Bryant appoints first director of faculty development and innovation

SMITHFIELD – Bryant University has appointed Edward Kairiss, who directed strategic projects at Yale University’s Center for Teaching and Learning, as Bryant’s first director of faculty development and innovation.
Bryant’s business and liberal arts education has a focus on international education and innovative models of teaching and learning, and has garnered national recognition by the Davis Educational Foundation and Hanover Research. The university’s 50,000-square-foot Academic Innovation Center is scheduled to open in September.

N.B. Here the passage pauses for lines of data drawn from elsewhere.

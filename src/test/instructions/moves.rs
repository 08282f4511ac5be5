use super::*;

#[test]
fn mvi_positive() {
    instruction_runs! {
        make_mvi(Register::R0, 255),
        [] => [R0 = 255]
    };
}

#[test]
fn mvi_negative_sign_extends() {
    instruction_runs! {
        make_mvi(Register::R0, (-256i16) as Word),
        [] => [R0 = (-256i16) as Word]
    };
}

#[test]
fn mvr_copies() {
    instruction_runs! {
        make_ext_reg(ExtOpcode::Mvr, Register::R3, Register::R1),
        [R1 = 0xcafe] => [R3 = 0xcafe, R1 = 0xcafe]
    };
}

#[test]
fn not_complements_and_sets_nz() {
    let machine = instruction_runs! {
        make_not(Register::R0, Register::R1),
        [R1 = 0x00ff] => [R0 = 0xff00]
    };
    assert!(machine.flags().n);
    assert!(!machine.flags().z);
}

#[test]
fn not_of_all_ones_sets_z() {
    let machine = instruction_runs! {
        make_not(Register::R0, Register::R1),
        [R1 = 0xffff] => [R0 = 0]
    };
    assert!(machine.flags().z);
}

#[test]
fn sext_width_from_register() {
    // r1 holds the field width; sign-extend the low 5 bits of r0
    let machine = instruction_runs! {
        make_ext_reg(ExtOpcode::Sext, Register::R0, Register::R1),
        [R0 = 0x0010, R1 = 5] => [R0 = 0xfff0]
    };
    assert!(machine.flags().n);
}

#[test]
fn sext_positive_field_unchanged() {
    instruction_runs! {
        make_ext_reg(ExtOpcode::Sext, Register::R0, Register::R1),
        [R0 = 0x000f, R1 = 5] => [R0 = 0x000f]
    };
}
//! Interpreter core for the LCC 16-bit educational ISA.
//!
//! The [`Machine`] owns a flat 65536-word memory, the eight-register file
//! (r0..r7, with r5/r6/r7 doubling as fp/sp/lr) and the N/Z/C/V condition
//! flags. Programs are loaded from [`lexfile::ObjModule`] executables and
//! run as a synchronous fetch/decode/execute loop; all I/O flows through a
//! [`Console`] so runs can be driven from canned buffers.
//!
//! [`instructions`] describes the ISA itself: opcode/field layouts, the
//! decode helpers and the word constructors the assembler and the tests
//! share.

pub mod constants;
pub mod instructions;
mod machine;

pub use crate::machine::{Console, Flags, LoadError, Machine, RuntimeError, StepResult};

/// One 16-bit machine word; also the unit of addressing.
pub type Word = u16;
#[macro_use]
extern crate clap;

use clap::Arg;
use std::path::{Path, PathBuf};

use lexfile::listing::{current_date, Listing};

fn main() {
    env_logger::init();

    let matches = app_from_crate!()
        .arg(
            Arg::with_name("INPUT")
                .help("Sets the input file to assemble (.a, .bin or .hex)")
                .required(true)
                .index(1),
        )
        .arg(
            Arg::with_name("output")
                .short("o")
                .long("output")
                .takes_value(true)
                .value_name("OUTPUT")
                .help("Sets the output file to write to"),
        )
        .arg(
            Arg::with_name("keep_going")
                .short("k")
                .long("keep-going")
                .help("Collect all diagnostics instead of stopping at the first"),
        )
        .get_matches();

    let input = matches.value_of("INPUT").unwrap();
    let output = matches.value_of("output");
    let options = lasm::Options {
        stop_on_error: !matches.is_present("keep_going"),
    };

    if let Err(err) = run(input, output, &options) {
        eprintln!("{}", err);
        std::process::exit(1);
    }
}

#[derive(Debug)]
enum Error {
    Asm(lasm::Error),
    Io(std::io::Error, PathBuf),
}

impl std::fmt::Display for Error {
    fn fmt(&self, f: &mut std::fmt::Formatter<'_>) -> std::fmt::Result {
        match self {
            Error::Asm(err) => write!(f, "{}", err),
            Error::Io(err, path) => write!(f, "Writing \"{}\" failed: {}", path.display(), err),
        }
    }
}

fn run(input: &str, output: Option<&str>, options: &lasm::Options) -> Result<(), Error> {
    let input_path = Path::new(input);
    let assembly = lasm::assemble_file(input_path, options).map_err(Error::Asm)?;

    for warning in &assembly.warnings {
        eprintln!("warning: {}", warning);
    }

    let extension = if assembly.object_mode { "o" } else { "e" };
    let output_path = output
        .map(PathBuf::from)
        .unwrap_or_else(|| input_path.with_extension(extension));

    lexfile::write_file(&output_path, &assembly.module)
        .map_err(|err| Error::Io(err, output_path.clone()))?;

    // object modules also get their listing artifacts
    if assembly.object_mode {
        let mut listing = Listing::new(current_date());
        listing.header = Some(&assembly.module);
        listing.lines = assembly.listing.clone();

        for (bst, ext) in &[(false, "lst"), (true, "bst")] {
            let path = output_path.with_extension(ext);
            std::fs::write(&path, listing.render(*bst)).map_err(|err| Error::Io(err, path))?;
        }
    }
    Ok(())
}
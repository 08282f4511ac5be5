//! The two-pass assembler.
//!
//! Pass 1 walks every line to size storage, define labels and collect
//! `.global`/`.extern`/`.start` bookkeeping; pass 2 re-walks with the same
//! location counter and emits machine words against the finalized symbol
//! table. Both passes run on one instance, guarded by the pass counter,
//! with `lineNum` and `locCtr` reset in between. The listing is populated
//! during pass 2 only.

use std::collections::HashSet;
use std::mem;

use log::debug;
use matches::debug_assert_matches;

use lcpu::Word;
use lexfile::listing::ListingLine;
use lexfile::{Entry, ObjModule};

use crate::error::{Error, SourceError, Warning};
use crate::expr::{Cursor, EvalCtx, Value};
use crate::lexer::{lex_line, Line, Token};
use crate::mnemonics::{lookup, lookup_directive, Directive};
use crate::symtab::SymbolTable;
use crate::Options;

const ADDRESS_SPACE: u32 = 1 << 16;

/// The finished product of one assembler run.
#[derive(Debug)]
pub struct Assembly {
    pub module: ObjModule,
    /// True when `.global` or `.extern` appeared: the output is an object
    /// module rather than a directly runnable executable.
    pub object_mode: bool,
    pub listing: Vec<ListingLine>,
    pub warnings: Vec<Warning>,
}

struct StartRef {
    label: String,
    line: u32,
    text: String,
}

pub struct Assembler {
    file: String,
    stop_on_error: bool,
    pass: u8,
    line_num: u32,
    loc_ctr: u32,
    symbols: SymbolTable,
    externs: HashSet<String>,
    globals: Vec<String>,
    start: Option<StartRef>,
    fixups: Vec<Entry>,
    code: Vec<Word>,
    listing: Vec<ListingLine>,
    errors: Vec<SourceError>,
    pub(crate) warnings: Vec<Warning>,
}

pub fn assemble_source(source: &str, file: &str, options: &Options) -> Result<Assembly, Error> {
    let mut asm = Assembler::new(file, options.stop_on_error);

    asm.run_pass(source, 1)?;
    asm.structural_checks();
    asm.bail_if_stopping()?;

    asm.run_pass(source, 2)?;
    let start_addr = asm.resolve_start();
    asm.bail_if_stopping()?;

    if !asm.errors.is_empty() {
        return Err(Error::Source(asm.errors));
    }
    Ok(asm.finish(start_addr))
}

impl Assembler {
    fn new(file: &str, stop_on_error: bool) -> Assembler {
        Assembler {
            file: file.to_string(),
            stop_on_error,
            pass: 0,
            line_num: 0,
            loc_ctr: 0,
            symbols: SymbolTable::new(),
            externs: HashSet::new(),
            globals: Vec::new(),
            start: None,
            fixups: Vec::new(),
            code: Vec::new(),
            listing: Vec::new(),
            errors: Vec::new(),
            warnings: Vec::new(),
        }
    }

    fn run_pass(&mut self, source: &str, pass: u8) -> Result<(), Error> {
        self.pass = pass;
        self.line_num = 0;
        self.loc_ctr = 0;

        for raw in source.lines() {
            self.line_num += 1;
            if let Err(message) = self.process_line(raw) {
                self.record_error(raw, message);
                self.bail_if_stopping()?;
            }
        }
        debug!(
            "pass {} of {} complete: {} words",
            pass, self.file, self.loc_ctr
        );
        Ok(())
    }

    fn record_error(&mut self, raw: &str, message: String) {
        self.errors.push(SourceError {
            file: self.file.clone(),
            line: self.line_num,
            text: raw.to_string(),
            message,
        });
    }

    fn record_file_error(&mut self, message: &str) {
        self.errors.push(SourceError {
            file: self.file.clone(),
            line: 0,
            text: String::new(),
            message: message.to_string(),
        });
    }

    fn bail_if_stopping(&mut self) -> Result<(), Error> {
        if self.stop_on_error && !self.errors.is_empty() {
            Err(Error::Source(mem::replace(&mut self.errors, Vec::new())))
        } else {
            Ok(())
        }
    }

    fn structural_checks(&mut self) {
        if self.loc_ctr == 0 && self.errors.is_empty() {
            self.record_file_error("empty file");
        }
        if self.loc_ctr > ADDRESS_SPACE {
            self.record_file_error("program too big");
        }
    }

    fn process_line(&mut self, raw: &str) -> Result<(), String> {
        let line = lex_line(self.line_num, raw)?;
        let line_loc = self.loc_ctr;
        let words_before = self.code.len();

        let result = self.process_parsed(&line);

        if self.pass == 2 {
            let words = self.code[words_before..].to_vec();
            self.listing.push(ListingLine {
                loc: if words.is_empty() {
                    None
                } else {
                    Some(line_loc as Word)
                },
                words,
                source: Some(raw.to_string()),
            });
        }
        result
    }

    fn process_parsed(&mut self, line: &Line) -> Result<(), String> {
        if let Some(label) = &line.label {
            if self.pass == 1 {
                self.symbols.define(label, self.loc_ctr as Word)?;
            }
        }

        let first = match line.tokens.first() {
            None => return Ok(()),
            Some(Token::Word { text, .. }) => text.clone(),
            Some(_) => return Err("invalid operation".to_string()),
        };
        let mut cursor = Cursor::new(&line.tokens[1..]);

        if first.starts_with('.') {
            self.directive(&first, line, &mut cursor)
        } else {
            let mnemonic =
                lookup(&first).ok_or_else(|| format!("invalid operation: {}", first))?;
            if self.pass == 1 {
                self.loc_ctr += 1;
                if self.loc_ctr > ADDRESS_SPACE {
                    return Err("program too big".to_string());
                }
                Ok(())
            } else {
                let word = self.encode(mnemonic, &mut cursor)?;
                self.emit(word);
                Ok(())
            }
        }
    }

    pub(crate) fn emit(&mut self, word: Word) {
        debug_assert_matches!(self.pass, 2);
        self.code.push(word);
        self.loc_ctr += 1;
    }

    pub(crate) fn eval_value(&self, cursor: &mut Cursor) -> Result<Value, String> {
        let ctx = EvalCtx {
            symbols: &self.symbols,
            externs: &self.externs,
            loc_ctr: self.loc_ctr as Word,
        };
        crate::expr::eval(cursor, &ctx)
    }

    /// Evaluates an operand that must be a plain number.
    pub(crate) fn absolute(&self, cursor: &mut Cursor) -> Result<i32, String> {
        match self.eval_value(cursor)? {
            Value::Absolute(value) => Ok(value),
            _ => Err("bad number".to_string()),
        }
    }

    pub(crate) fn loc(&self) -> Word {
        self.loc_ctr as Word
    }

    pub(crate) fn warn(&mut self, message: String) {
        self.warnings.push(Warning {
            line: self.line_num,
            message,
        });
    }

    pub(crate) fn add_fixup(&mut self, entry: Entry) {
        self.fixups.push(entry);
    }

    fn directive(&mut self, name: &str, line: &Line, cursor: &mut Cursor) -> Result<(), String> {
        let directive =
            lookup_directive(name).ok_or_else(|| format!("invalid directive: {}", name))?;

        match directive {
            Directive::Start => {
                if self.pass == 1 {
                    let label = cursor.ident()?;
                    if self.start.is_some() {
                        return Err("multiple .start directives".to_string());
                    }
                    self.start = Some(StartRef {
                        label,
                        line: self.line_num,
                        text: line.text.clone(),
                    });
                }
            }
            Directive::Global => {
                if self.pass == 1 {
                    let label = cursor.ident()?;
                    self.symbols.bind_provisional(&label, self.loc_ctr as Word);
                    if !self.globals.contains(&label) {
                        self.globals.push(label);
                    }
                }
            }
            Directive::Extern => {
                if self.pass == 1 {
                    let label = cursor.ident()?;
                    // repeated .extern of the same symbol coalesces silently
                    self.externs.insert(label);
                }
            }
            Directive::Blkw => {
                let count = self.absolute(cursor)?;
                if count <= 0 {
                    return Err("block count must be a positive integer".to_string());
                }
                let count = count as u32;
                if self.loc_ctr + count > ADDRESS_SPACE {
                    return Err("program too big".to_string());
                }
                if self.pass == 1 {
                    self.loc_ctr += count;
                } else {
                    for _ in 0..count {
                        self.emit(0);
                    }
                }
            }
            Directive::Word => {
                if self.pass == 1 {
                    self.loc_ctr += 1;
                    if self.loc_ctr > ADDRESS_SPACE {
                        return Err("program too big".to_string());
                    }
                } else {
                    let word = self.encode_word_directive(cursor)?;
                    self.emit(word);
                }
            }
            Directive::Stringz => {
                let content = cursor.string()?;
                let words = content.chars().count() as u32 + 1;
                if self.loc_ctr + words > ADDRESS_SPACE {
                    return Err("program too big".to_string());
                }
                if self.pass == 1 {
                    self.loc_ctr += words;
                } else {
                    for ch in content.chars() {
                        self.emit(ch as u32 as Word);
                    }
                    self.emit(0);
                }
            }
        }
        Ok(())
    }

    /// `.word`/`.fill`: local address references leave an adjustment entry,
    /// external references a full-word fix-up.
    fn encode_word_directive(&mut self, cursor: &mut Cursor) -> Result<Word, String> {
        match self.eval_value(cursor)? {
            Value::Absolute(value) => {
                if value < i32::from(i16::min_value()) || value > i32::from(u16::max_value()) {
                    return Err("number out of range".to_string());
                }
                Ok(value as Word)
            }
            Value::Address(addr) => {
                if addr < 0 || addr > i32::from(u16::max_value()) {
                    return Err("number out of range".to_string());
                }
                self.add_fixup(Entry::Adjust(self.loc()));
                Ok(addr as Word)
            }
            Value::External { label, addend } => {
                if addend < i32::from(i16::min_value()) || addend > i32::from(u16::max_value()) {
                    return Err("number out of range".to_string());
                }
                self.add_fixup(Entry::ExternWord {
                    addr: self.loc(),
                    label,
                });
                Ok(addend as Word)
            }
        }
    }

    fn resolve_start(&mut self) -> Option<Word> {
        let start = self.start.take()?;
        match self.symbols.get(&start.label) {
            Some(addr) => Some(addr),
            None => {
                self.errors.push(SourceError {
                    file: self.file.clone(),
                    line: start.line,
                    text: start.text,
                    message: format!("undefined label: {}", start.label),
                });
                None
            }
        }
    }

    fn finish(mut self, start_addr: Option<Word>) -> Assembly {
        let mut entries = Vec::new();
        if let Some(addr) = start_addr {
            entries.push(Entry::Start(addr));
        }

        let mut rest: Vec<Entry> = self
            .globals
            .iter()
            .map(|label| Entry::Global {
                addr: self
                    .symbols
                    .get(label)
                    .expect("global labels are always bound"),
                label: label.clone(),
            })
            .collect();
        rest.append(&mut self.fixups);
        rest.sort_by_key(Entry::addr);
        entries.extend(rest);

        let object_mode = !self.globals.is_empty() || !self.externs.is_empty();
        debug!(
            "assembled {}: {} words, {} header entries, object_mode={}",
            self.file,
            self.code.len(),
            entries.len(),
            object_mode
        );

        Assembly {
            module: ObjModule::from(entries, self.code),
            object_mode,
            listing: self.listing,
            warnings: self.warnings,
        }
    }
}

“Bryant’s distinctive 24/7 learning environment, combining innovative academic and student life programs in an award-winning setting, builds the skills and increases the confidence of students,” said Bryant President Ronald K. Machtley. “Edward will play an important role on our leadership team to help define our future and set the pace for others to follow in advancing our mission – creating a new model for educating innovative leaders with character who will make a difference around the world.”
Kairiss called the decision to work at Bryant “an easy one.”
“This is an exciting time in Bryant history,” he noted. “I was inspired by the university’s energetic and visionary leadership, the contagious enthusiasm of the faculty and the opportunity to share in advancing Bryant’s mission of educational excellence and transformation.”
Bryant Provost Glenn Sulmasy welcomed Kairiss’ upcoming contribution to the university’s continuously evolving “innovative culture.”
Kairiss joined the Yale faculty in 1989 as a member of the department of psychology and the interdepartmental neuroscience program, with teaching and research interests in computational and cognitive neuroscience and the biophysical basis of memory. In 1997, he began work in educational technologies at Yale, led the development of Yale’s first learning management system and formed the Instructional Technology Group to support faculty and students in use of technology in teaching and learning.
He earned his degrees in Canada and holds a doctorate in neuroscience from McMaster University and a B.S. in physics from the University of Waterloo. He pursued postdoctoral research at the University of Otago in New Zealand, the Beckman Research Institute at the City of Hope in Duarte, Calif., and at Yale University.